Extracted material
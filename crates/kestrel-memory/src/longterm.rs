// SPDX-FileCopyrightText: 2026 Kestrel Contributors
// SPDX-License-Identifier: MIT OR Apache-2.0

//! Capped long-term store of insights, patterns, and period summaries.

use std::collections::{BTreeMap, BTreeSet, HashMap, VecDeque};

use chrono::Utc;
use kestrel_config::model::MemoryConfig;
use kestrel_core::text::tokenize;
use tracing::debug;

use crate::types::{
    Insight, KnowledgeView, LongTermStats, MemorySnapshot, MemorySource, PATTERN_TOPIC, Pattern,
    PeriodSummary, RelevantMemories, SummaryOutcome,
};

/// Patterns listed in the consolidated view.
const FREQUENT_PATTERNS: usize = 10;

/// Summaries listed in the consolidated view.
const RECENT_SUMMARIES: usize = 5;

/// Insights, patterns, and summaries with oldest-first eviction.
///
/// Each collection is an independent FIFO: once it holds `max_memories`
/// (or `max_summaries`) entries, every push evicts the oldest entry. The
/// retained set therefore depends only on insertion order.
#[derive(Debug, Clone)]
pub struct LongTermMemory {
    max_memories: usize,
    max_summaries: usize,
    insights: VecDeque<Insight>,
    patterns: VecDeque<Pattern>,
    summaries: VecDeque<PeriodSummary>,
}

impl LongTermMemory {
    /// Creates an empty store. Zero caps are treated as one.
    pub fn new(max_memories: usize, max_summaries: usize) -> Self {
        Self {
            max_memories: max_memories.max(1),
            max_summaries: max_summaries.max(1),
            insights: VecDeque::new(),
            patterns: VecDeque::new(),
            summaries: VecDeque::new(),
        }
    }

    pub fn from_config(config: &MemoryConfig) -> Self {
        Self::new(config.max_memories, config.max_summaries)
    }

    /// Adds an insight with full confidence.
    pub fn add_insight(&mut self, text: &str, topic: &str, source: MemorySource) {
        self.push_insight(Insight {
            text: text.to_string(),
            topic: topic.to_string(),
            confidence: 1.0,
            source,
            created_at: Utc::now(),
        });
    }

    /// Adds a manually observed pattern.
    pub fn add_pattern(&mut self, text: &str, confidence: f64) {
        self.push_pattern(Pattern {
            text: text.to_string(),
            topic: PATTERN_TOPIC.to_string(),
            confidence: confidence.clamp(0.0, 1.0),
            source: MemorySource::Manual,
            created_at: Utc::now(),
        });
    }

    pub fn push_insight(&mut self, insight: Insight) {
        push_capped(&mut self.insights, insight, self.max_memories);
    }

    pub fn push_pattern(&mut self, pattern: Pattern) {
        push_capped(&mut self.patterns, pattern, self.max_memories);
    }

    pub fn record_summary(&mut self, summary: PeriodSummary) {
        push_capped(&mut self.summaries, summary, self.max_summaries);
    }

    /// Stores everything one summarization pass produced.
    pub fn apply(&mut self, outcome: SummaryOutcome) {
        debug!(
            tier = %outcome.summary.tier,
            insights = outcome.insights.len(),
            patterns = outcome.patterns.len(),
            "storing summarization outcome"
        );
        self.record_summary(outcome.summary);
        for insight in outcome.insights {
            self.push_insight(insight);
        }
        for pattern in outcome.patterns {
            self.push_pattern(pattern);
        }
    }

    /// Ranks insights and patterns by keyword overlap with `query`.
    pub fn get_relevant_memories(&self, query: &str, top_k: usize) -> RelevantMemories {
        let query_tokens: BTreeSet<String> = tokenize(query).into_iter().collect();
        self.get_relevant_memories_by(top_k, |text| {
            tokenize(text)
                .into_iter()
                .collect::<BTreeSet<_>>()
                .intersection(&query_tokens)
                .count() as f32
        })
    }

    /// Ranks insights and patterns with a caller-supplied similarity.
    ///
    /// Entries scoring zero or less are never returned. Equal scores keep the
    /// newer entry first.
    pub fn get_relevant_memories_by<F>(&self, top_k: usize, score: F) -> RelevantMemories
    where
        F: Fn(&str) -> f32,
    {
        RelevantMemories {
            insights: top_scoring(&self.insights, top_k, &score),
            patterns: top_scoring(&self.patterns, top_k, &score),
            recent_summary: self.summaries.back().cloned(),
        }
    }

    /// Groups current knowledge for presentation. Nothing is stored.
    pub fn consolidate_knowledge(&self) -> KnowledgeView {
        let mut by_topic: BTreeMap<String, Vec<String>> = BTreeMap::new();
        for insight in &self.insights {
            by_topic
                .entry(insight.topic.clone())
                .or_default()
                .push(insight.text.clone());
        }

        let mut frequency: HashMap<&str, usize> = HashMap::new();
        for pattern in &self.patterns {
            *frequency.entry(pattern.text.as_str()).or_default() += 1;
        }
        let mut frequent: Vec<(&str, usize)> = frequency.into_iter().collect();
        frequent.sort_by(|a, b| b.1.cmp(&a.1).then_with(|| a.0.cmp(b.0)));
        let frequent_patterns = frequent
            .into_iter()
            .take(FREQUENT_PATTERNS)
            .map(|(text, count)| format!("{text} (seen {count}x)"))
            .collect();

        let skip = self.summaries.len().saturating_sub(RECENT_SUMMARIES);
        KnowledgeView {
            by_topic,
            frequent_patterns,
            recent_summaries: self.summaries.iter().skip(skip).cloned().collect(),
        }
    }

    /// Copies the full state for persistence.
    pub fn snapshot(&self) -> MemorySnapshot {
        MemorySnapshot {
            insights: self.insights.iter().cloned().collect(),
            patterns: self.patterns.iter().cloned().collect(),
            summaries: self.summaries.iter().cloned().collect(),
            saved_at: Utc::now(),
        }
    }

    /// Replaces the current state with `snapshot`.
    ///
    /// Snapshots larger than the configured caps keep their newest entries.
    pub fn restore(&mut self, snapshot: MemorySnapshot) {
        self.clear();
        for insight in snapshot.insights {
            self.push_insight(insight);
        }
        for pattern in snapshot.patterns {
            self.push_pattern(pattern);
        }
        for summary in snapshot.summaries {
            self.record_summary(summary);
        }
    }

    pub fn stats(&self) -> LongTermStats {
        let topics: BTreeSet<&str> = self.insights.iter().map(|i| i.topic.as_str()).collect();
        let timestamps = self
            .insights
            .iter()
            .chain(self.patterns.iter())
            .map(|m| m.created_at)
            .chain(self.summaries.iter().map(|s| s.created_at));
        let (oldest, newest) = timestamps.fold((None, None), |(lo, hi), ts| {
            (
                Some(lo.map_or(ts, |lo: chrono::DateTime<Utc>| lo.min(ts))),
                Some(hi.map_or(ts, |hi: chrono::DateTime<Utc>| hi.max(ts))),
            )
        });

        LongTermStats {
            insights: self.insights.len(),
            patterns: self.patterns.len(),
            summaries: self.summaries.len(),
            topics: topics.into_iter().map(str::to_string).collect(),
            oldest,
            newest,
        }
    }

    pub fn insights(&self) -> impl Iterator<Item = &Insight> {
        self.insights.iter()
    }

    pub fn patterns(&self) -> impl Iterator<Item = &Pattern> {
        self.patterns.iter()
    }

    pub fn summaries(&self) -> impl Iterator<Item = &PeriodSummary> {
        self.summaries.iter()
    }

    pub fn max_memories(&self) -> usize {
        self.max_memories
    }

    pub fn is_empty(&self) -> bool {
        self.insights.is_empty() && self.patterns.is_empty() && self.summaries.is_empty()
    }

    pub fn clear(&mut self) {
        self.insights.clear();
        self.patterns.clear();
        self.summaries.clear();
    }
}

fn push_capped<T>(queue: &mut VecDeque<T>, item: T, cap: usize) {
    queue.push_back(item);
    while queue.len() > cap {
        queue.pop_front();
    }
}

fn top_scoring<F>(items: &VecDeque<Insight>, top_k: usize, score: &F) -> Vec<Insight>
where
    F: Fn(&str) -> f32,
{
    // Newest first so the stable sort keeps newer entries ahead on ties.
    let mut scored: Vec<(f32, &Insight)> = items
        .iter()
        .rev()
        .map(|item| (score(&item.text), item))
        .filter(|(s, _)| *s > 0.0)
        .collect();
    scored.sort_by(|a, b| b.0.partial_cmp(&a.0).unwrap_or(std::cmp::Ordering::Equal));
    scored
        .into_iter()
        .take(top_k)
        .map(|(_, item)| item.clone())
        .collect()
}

---

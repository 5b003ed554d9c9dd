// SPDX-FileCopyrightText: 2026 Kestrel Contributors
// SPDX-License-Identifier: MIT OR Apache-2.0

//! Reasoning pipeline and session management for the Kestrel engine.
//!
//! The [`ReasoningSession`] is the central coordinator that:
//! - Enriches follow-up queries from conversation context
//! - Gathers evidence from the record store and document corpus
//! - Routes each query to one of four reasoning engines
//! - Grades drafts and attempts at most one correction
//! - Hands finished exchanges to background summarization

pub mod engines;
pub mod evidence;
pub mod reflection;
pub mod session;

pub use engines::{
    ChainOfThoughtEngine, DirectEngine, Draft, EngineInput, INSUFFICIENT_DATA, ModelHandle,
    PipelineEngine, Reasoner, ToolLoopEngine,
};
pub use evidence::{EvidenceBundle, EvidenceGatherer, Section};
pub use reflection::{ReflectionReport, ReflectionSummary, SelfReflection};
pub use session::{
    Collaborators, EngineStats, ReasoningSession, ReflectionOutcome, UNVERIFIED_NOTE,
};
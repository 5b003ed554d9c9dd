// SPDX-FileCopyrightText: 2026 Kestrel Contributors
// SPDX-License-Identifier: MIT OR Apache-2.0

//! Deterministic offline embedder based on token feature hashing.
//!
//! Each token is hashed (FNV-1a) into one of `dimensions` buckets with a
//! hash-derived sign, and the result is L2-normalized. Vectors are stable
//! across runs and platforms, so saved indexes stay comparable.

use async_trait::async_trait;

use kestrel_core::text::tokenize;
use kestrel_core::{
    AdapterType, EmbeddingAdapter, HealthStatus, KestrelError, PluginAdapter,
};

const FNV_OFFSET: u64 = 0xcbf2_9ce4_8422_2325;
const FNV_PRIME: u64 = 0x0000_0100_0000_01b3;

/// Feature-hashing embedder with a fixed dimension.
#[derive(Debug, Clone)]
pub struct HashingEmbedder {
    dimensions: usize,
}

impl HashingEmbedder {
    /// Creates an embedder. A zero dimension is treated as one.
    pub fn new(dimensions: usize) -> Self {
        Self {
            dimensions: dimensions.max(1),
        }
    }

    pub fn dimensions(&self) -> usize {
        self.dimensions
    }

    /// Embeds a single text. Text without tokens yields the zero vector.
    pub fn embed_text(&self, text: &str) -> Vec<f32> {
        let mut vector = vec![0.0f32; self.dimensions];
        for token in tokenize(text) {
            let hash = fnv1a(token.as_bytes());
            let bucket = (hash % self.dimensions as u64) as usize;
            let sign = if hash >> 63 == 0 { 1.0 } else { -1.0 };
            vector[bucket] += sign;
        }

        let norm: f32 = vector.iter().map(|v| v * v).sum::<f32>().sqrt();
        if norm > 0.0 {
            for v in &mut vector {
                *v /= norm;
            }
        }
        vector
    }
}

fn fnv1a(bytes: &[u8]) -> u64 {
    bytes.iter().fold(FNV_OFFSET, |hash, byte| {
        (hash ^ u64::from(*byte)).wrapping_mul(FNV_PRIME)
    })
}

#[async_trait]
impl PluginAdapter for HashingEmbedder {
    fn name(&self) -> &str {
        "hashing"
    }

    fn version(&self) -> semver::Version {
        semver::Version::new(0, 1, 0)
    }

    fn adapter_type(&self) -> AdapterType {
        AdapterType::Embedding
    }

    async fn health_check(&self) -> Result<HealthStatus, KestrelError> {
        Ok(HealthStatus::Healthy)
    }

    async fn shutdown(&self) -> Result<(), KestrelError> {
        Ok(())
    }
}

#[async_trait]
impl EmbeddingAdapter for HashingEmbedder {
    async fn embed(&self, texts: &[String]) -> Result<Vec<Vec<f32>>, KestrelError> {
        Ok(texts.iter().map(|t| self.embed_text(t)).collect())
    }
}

Problem
Your answer must consist solely of the lines above between the line holding "filename crates/kestrel-memory/src/longterm.rs" and the line holding "use chrono::Utc;", inclusive, copied exactly.

Response below
filename crates/kestrel-memory/src/longterm.rs
// SPDX-FileCopyrightText: 2026 Kestrel Contributors
// SPDX-License-Identifier: MIT OR Apache-2.0

//! Capped long-term store of insights, patterns, and period summaries.

use std::collections::{BTreeMap, BTreeSet, HashMap, VecDeque};

use chrono::Utc;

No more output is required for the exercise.